Main group metal halide complexes with sterically hindered thioureas. X. Complexes of antimony(V) chloride and 1,3-dimethyl-2(3H)-imidazolethione

Four complexes resulting from the interaction of SbCl5 and dmit (dmit = 1,3-dimethyl-2(3H)- imidazolethione) are synthesized and characterized. Previously reported SbCl5dmit (I) is shown to be the dithiouronium disulfide (dmit22+) salt of [Sb2Cl10]2−. Refluxing I in CH3CN yielded [dmit2] [SbCl4]2 (II) while refluxing I in dimethylformamide yielded a salt containing a unique dithiouronium monosulfide dication in combination with [SbCl6]2− (III).
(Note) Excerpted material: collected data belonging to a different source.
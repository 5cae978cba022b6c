//! System user descriptor.
//!
//! The immutable input of the exchange: which tenant to talk to and the
//! pre-shared credentials identifying the integration. Secrets are held as
//! `SecretString` and redacted in Debug output.
//!
//! The wire shape uses PascalCase field names:
//!
//! ```json
//! {"SubDomain":"sod","SystemUserToken":"SYS-...","ContextIdentifier":"Cust12345","ClientSecret":"..."}
//! ```

use crate::config::ConfigError;
use common::secret::{ExposeSecret, SecretString};
use serde::{Deserialize, Deserializer, Serialize, Serializer};
use std::collections::HashMap;

/// Maximum length of a DNS label.
const MAX_SUBDOMAIN_LEN: usize = 63;

/// Tenant subdomain plus the system user credentials.
#[derive(Debug, Clone)]
pub struct SystemUserDescriptor {
    sub_domain: String,
    system_user_token: SecretString,
    context_identifier: Option<String>,
    client_secret: Option<SecretString>,
}

impl SystemUserDescriptor {
    /// Create a descriptor for a tenant.
    ///
    /// # Errors
    ///
    /// Returns `ConfigError::InvalidDescriptor` if the subdomain is empty or
    /// not a DNS label, or if the system user token is empty.
    pub fn new(
        sub_domain: impl Into<String>,
        system_user_token: SecretString,
    ) -> Result<Self, ConfigError> {
        let sub_domain = sub_domain.into();
        validate_sub_domain(&sub_domain)?;

        if system_user_token.expose_secret().trim().is_empty() {
            return Err(ConfigError::InvalidDescriptor(
                "system user token must not be empty".to_string(),
            ));
        }

        Ok(Self {
            sub_domain,
            system_user_token,
            context_identifier: None,
            client_secret: None,
        })
    }

    /// Load a descriptor from environment-style variables.
    ///
    /// Reads `SYSTEM_USER_SUBDOMAIN`, `SYSTEM_USER_TOKEN` and the optional
    /// `SYSTEM_USER_CONTEXT_IDENTIFIER` / `SYSTEM_USER_CLIENT_SECRET`.
    pub fn from_vars(vars: &HashMap<String, String>) -> Result<Self, ConfigError> {
        let sub_domain = vars
            .get("SYSTEM_USER_SUBDOMAIN")
            .ok_or_else(|| ConfigError::MissingEnvVar("SYSTEM_USER_SUBDOMAIN".to_string()))?;
        let token = vars
            .get("SYSTEM_USER_TOKEN")
            .ok_or_else(|| ConfigError::MissingEnvVar("SYSTEM_USER_TOKEN".to_string()))?;

        let mut descriptor = Self::new(sub_domain.as_str(), SecretString::from(token.as_str()))?;

        if let Some(ctx) = vars
            .get("SYSTEM_USER_CONTEXT_IDENTIFIER")
            .filter(|v| !v.is_empty())
        {
            descriptor = descriptor.with_context_identifier(ctx.as_str());
        }
        if let Some(secret) = vars
            .get("SYSTEM_USER_CLIENT_SECRET")
            .filter(|v| !v.is_empty())
        {
            descriptor = descriptor.with_client_secret(SecretString::from(secret.as_str()));
        }

        Ok(descriptor)
    }

    /// Set the partner's customer context identifier.
    #[must_use]
    pub fn with_context_identifier(mut self, context_identifier: impl Into<String>) -> Self {
        self.context_identifier = Some(context_identifier.into());
        self
    }

    /// Set the partner application's client secret.
    #[must_use]
    pub fn with_client_secret(mut self, client_secret: SecretString) -> Self {
        self.client_secret = Some(client_secret);
        self
    }

    pub fn sub_domain(&self) -> &str {
        &self.sub_domain
    }

    pub fn system_user_token(&self) -> &SecretString {
        &self.system_user_token
    }

    pub fn context_identifier(&self) -> Option<&str> {
        self.context_identifier.as_deref()
    }

    pub fn client_secret(&self) -> Option<&SecretString> {
        self.client_secret.as_ref()
    }
}

fn validate_sub_domain(sub_domain: &str) -> Result<(), ConfigError> {
    if sub_domain.is_empty() {
        return Err(ConfigError::InvalidDescriptor(
            "tenant subdomain must not be empty".to_string(),
        ));
    }

    let valid_chars = sub_domain
        .chars()
        .all(|c| c.is_ascii_alphanumeric() || c == '-');
    if sub_domain.len() > MAX_SUBDOMAIN_LEN
        || !valid_chars
        || sub_domain.starts_with('-')
        || sub_domain.ends_with('-')
    {
        return Err(ConfigError::InvalidDescriptor(format!(
            "tenant subdomain '{sub_domain}' is not a valid DNS label"
        )));
    }

    Ok(())
}

#[derive(Serialize)]
#[serde(rename_all = "PascalCase")]
struct DescriptorRef<'a> {
    sub_domain: &'a str,
    system_user_token: &'a str,
    #[serde(skip_serializing_if = "Option::is_none")]
    context_identifier: Option<&'a str>,
    #[serde(skip_serializing_if = "Option::is_none")]
    client_secret: Option<&'a str>,
}

#[derive(Deserialize)]
#[serde(rename_all = "PascalCase")]
struct DescriptorOwned {
    sub_domain: String,
    system_user_token: String,
    #[serde(default)]
    context_identifier: Option<String>,
    #[serde(default)]
    client_secret: Option<String>,
}

impl Serialize for SystemUserDescriptor {
    fn serialize<S: Serializer>(&self, serializer: S) -> Result<S::Ok, S::Error> {
        DescriptorRef {
            sub_domain: &self.sub_domain,
            system_user_token: self.system_user_token.expose_secret(),
            context_identifier: self.context_identifier.as_deref(),
            client_secret: self.client_secret.as_ref().map(|s| s.expose_secret()),
        }
        .serialize(serializer)
    }
}

impl<'de> Deserialize<'de> for SystemUserDescriptor {
    fn deserialize<D: Deserializer<'de>>(deserializer: D) -> Result<Self, D::Error> {
        let owned = DescriptorOwned::deserialize(deserializer)?;
        let mut descriptor = Self::new(owned.sub_domain, SecretString::from(owned.system_user_token))
            .map_err(serde::de::Error::custom)?;
        descriptor.context_identifier = owned.context_identifier;
        descriptor.client_secret = owned.client_secret.map(SecretString::from);
        Ok(descriptor)
    }
}

#[cfg(test)]
#[allow(clippy::unwrap_used, clippy::expect_used)]
mod tests {
    use super::*;

    fn descriptor() -> SystemUserDescriptor {
        SystemUserDescriptor::new("sod", SecretString::from("SYS-abc-123"))
            .unwrap()
            .with_context_identifier("Cust12345")
            .with_client_secret(SecretString::from("partner-secret"))
    }

    #[test]
    fn test_new_rejects_empty_subdomain() {
        let result = SystemUserDescriptor::new("", SecretString::from("SYS-abc"));
        assert!(matches!(result, Err(ConfigError::InvalidDescriptor(_))));
    }

    #[test]
    fn test_new_rejects_non_dns_subdomain() {
        for bad in ["sod.evil.com", "-sod", "sod-", "s o d", "sod/../x"] {
            let result = SystemUserDescriptor::new(bad, SecretString::from("SYS-abc"));
            assert!(
                matches!(result, Err(ConfigError::InvalidDescriptor(_))),
                "'{bad}' should be rejected"
            );
        }
    }

    #[test]
    fn test_new_rejects_empty_token() {
        let result = SystemUserDescriptor::new("sod", SecretString::from("  "));
        assert!(matches!(result, Err(ConfigError::InvalidDescriptor(_))));
    }

    #[test]
    fn test_serializes_pascal_case() {
        let json: serde_json::Value = serde_json::to_value(descriptor()).unwrap();

        assert_eq!(json["SubDomain"], "sod");
        assert_eq!(json["SystemUserToken"], "SYS-abc-123");
        assert_eq!(json["ContextIdentifier"], "Cust12345");
        assert_eq!(json["ClientSecret"], "partner-secret");
    }

    #[test]
    fn test_serialization_omits_absent_partner_fields() {
        let d = SystemUserDescriptor::new("sod", SecretString::from("SYS-abc")).unwrap();
        let json = serde_json::to_string(&d).unwrap();

        assert!(!json.contains("ContextIdentifier"));
        assert!(!json.contains("ClientSecret"));
    }

    #[test]
    fn test_deserialize_validates() {
        let json = r#"{"SubDomain":"","SystemUserToken":"SYS-abc"}"#;
        assert!(serde_json::from_str::<SystemUserDescriptor>(json).is_err());
    }

    #[test]
    fn test_debug_redacts_secrets() {
        let debug_str = format!("{:?}", descriptor());

        assert!(debug_str.contains("sod"));
        assert!(!debug_str.contains("SYS-abc-123"));
        assert!(!debug_str.contains("partner-secret"));
    }

    #[test]
    fn test_from_vars() {
        let vars: HashMap<String, String> = [
            ("SYSTEM_USER_SUBDOMAIN", "online"),
            ("SYSTEM_USER_TOKEN", "SYS-xyz"),
            ("SYSTEM_USER_CONTEXT_IDENTIFIER", "Cust777"),
        ]
        .iter()
        .map(|(k, v)| ((*k).to_string(), (*v).to_string()))
        .collect();

        let d = SystemUserDescriptor::from_vars(&vars).unwrap();
        assert_eq!(d.sub_domain(), "online");
        assert_eq!(d.system_user_token().expose_secret(), "SYS-xyz");
        assert_eq!(d.context_identifier(), Some("Cust777"));
        assert!(d.client_secret().is_none());
    }

    #[test]
    fn test_from_vars_missing_token() {
        let vars: HashMap<String, String> =
            HashMap::from([("SYSTEM_USER_SUBDOMAIN".to_string(), "online".to_string())]);

        let result = SystemUserDescriptor::from_vars(&vars);
        assert!(matches!(result, Err(ConfigError::MissingEnvVar(v)) if v == "SYSTEM_USER_TOKEN"));
    }
}
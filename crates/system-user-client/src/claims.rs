//! Claims identity and ticket types.

use common::secret::{ExposeSecret, SecretString};
use serde_json::{Map, Value};
use std::fmt;

/// One verified `(type, value)` pair.
#[derive(Clone, PartialEq, Eq)]
pub struct Claim {
    pub claim_type: String,
    pub value: String,
}

impl fmt::Debug for Claim {
    fn fmt(&self, f: &mut fmt::Formatter<'_>) -> fmt::Result {
        f.debug_struct("Claim")
            .field("claim_type", &self.claim_type)
            .field("value", &"[REDACTED]")
            .finish()
    }
}

/// The verified claims of a token, in token order.
///
/// Only ever built from a payload whose signature has been checked.
#[derive(Clone, Default, PartialEq, Eq)]
pub struct ClaimsIdentity {
    claims: Vec<Claim>,
}

impl ClaimsIdentity {
    /// Flatten a verified JWT payload.
    ///
    /// String values map directly. Arrays yield one claim per element.
    /// Nulls are dropped. Anything else keeps its JSON text.
    pub(crate) fn from_payload(payload: &Map<String, Value>) -> Self {
        let mut claims = Vec::with_capacity(payload.len());

        for (claim_type, value) in payload {
            match value {
                Value::Array(items) => {
                    for item in items {
                        push_claim(&mut claims, claim_type, item);
                    }
                }
                other => push_claim(&mut claims, claim_type, other),
            }
        }

        Self { claims }
    }

    /// First claim whose type equals `claim_type`, ignoring ASCII case.
    pub fn find(&self, claim_type: &str) -> Option<&Claim> {
        self.claims
            .iter()
            .find(|c| c.claim_type.eq_ignore_ascii_case(claim_type))
    }

    pub fn claims(&self) -> &[Claim] {
        &self.claims
    }

    pub fn len(&self) -> usize {
        self.claims.len()
    }

    pub fn is_empty(&self) -> bool {
        self.claims.is_empty()
    }
}

impl fmt::Debug for ClaimsIdentity {
    fn fmt(&self, f: &mut fmt::Formatter<'_>) -> fmt::Result {
        let types: Vec<&str> = self.claims.iter().map(|c| c.claim_type.as_str()).collect();
        f.debug_struct("ClaimsIdentity")
            .field("claim_types", &types)
            .finish()
    }
}

fn push_claim(claims: &mut Vec<Claim>, claim_type: &str, value: &Value) {
    let value = match value {
        Value::Null => return,
        Value::String(s) => s.clone(),
        other => other.to_string(),
    };
    claims.push(Claim {
        claim_type: claim_type.to_string(),
        value,
    });
}

/// The session credential extracted from a validated token.
#[derive(Debug, Clone)]
pub struct Ticket(SecretString);

impl Ticket {
    pub(crate) fn new(value: impl Into<String>) -> Self {
        Self(SecretString::from(value.into()))
    }

    pub fn expose_secret(&self) -> &str {
        self.0.expose_secret()
    }
}

impl From<Ticket> for SecretString {
    fn from(ticket: Ticket) -> Self {
        ticket.0
    }
}

#[cfg(test)]
#[allow(clippy::unwrap_used, clippy::expect_used)]
mod tests {
    use super::*;
    use serde_json::json;

    fn payload(value: Value) -> Map<String, Value> {
        value.as_object().cloned().expect("object payload")
    }

    #[test]
    fn test_from_payload_keeps_token_order() {
        let identity = ClaimsIdentity::from_payload(&payload(json!({
            "iss": "https://sod.superoffice.com",
            "sub": "system",
            "ticket": "7T:abc",
            "exp": 1_700_000_000
        })));

        let types: Vec<&str> = identity.claims().iter().map(|c| c.claim_type.as_str()).collect();
        assert_eq!(types, vec!["iss", "sub", "ticket", "exp"]);
        assert_eq!(identity.find("exp").unwrap().value, "1700000000");
    }

    #[test]
    fn test_from_payload_flattens_arrays() {
        let identity = ClaimsIdentity::from_payload(&payload(json!({
            "aud": ["spn:sod.superoffice.com", "other"],
            "nothing": null
        })));

        assert_eq!(identity.len(), 2);
        assert_eq!(identity.claims().get(1).unwrap().value, "other");
        assert!(identity.find("nothing").is_none());
    }

    #[test]
    fn test_find_is_case_insensitive() {
        let identity = ClaimsIdentity::from_payload(&payload(json!({ "Ticket": "7T:xyz" })));

        assert_eq!(identity.find("ticket").unwrap().value, "7T:xyz");
        assert_eq!(identity.find("TICKET").unwrap().value, "7T:xyz");
        assert!(identity.find("tick").is_none());
    }

    #[test]
    fn test_debug_redacts_values() {
        let identity = ClaimsIdentity::from_payload(&payload(json!({ "ticket": "7T:secret" })));

        let debug_str = format!("{identity:?} {:?}", identity.claims().first().unwrap());
        assert!(debug_str.contains("ticket"));
        assert!(!debug_str.contains("7T:secret"));
    }

    #[test]
    fn test_ticket_debug_is_redacted() {
        let ticket = Ticket::new("7T:secret");
        assert_eq!(ticket.expose_secret(), "7T:secret");
        assert!(!format!("{ticket:?}").contains("7T:secret"));
    }
}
A fourth salt was characterized via X-ray crystallography in an attempt to determine the structure of I. Selection of a non-representative crystal revealed a new compound also containing the monosulfide dication observed in III but in combination with the [Sb2Cl10]2− anion made up of zigzag chains of SbCl6 octahedra sharing disordered Cl vertices and alternating Sb(III) and Sb(V) units with chlorine bridges trans to each other in the latter and cis in the former. Bulk quantities of IV could not be synthesized for further characterization. Crystallographic parameters were determined for II, III and IV, but only the structure of IV was solved. Crystallographic data for II: space group P21/c; Z = 4; a = 16.25(1), b = 12.94(1), c = 11.93(1) Å, β = 99.47°; V = 2474 Å3; Dc = 2.103 g/cm3, Do = 2.09 g/cm3 (flotation in CH2I2/C2H2Cl4). III: space group Cmcm; Z = 8; a = 17.56(1), b = 29.15(1), c = 12.65(1) Å; V = 6475 Å3; Dc = 1.606 g/cm3, Do = 1.59 g/cm3 (flotation in CH2Cl2/CH2I2/C2H2Cl4). IV: space group C2/c; Z = 4; a = 16.131(4), b = 12.161(3), c = 18.862(4) Å, β = 92.16°; V = 3697 Å3; Dc 1.476 g/cm3, Do indeterminate.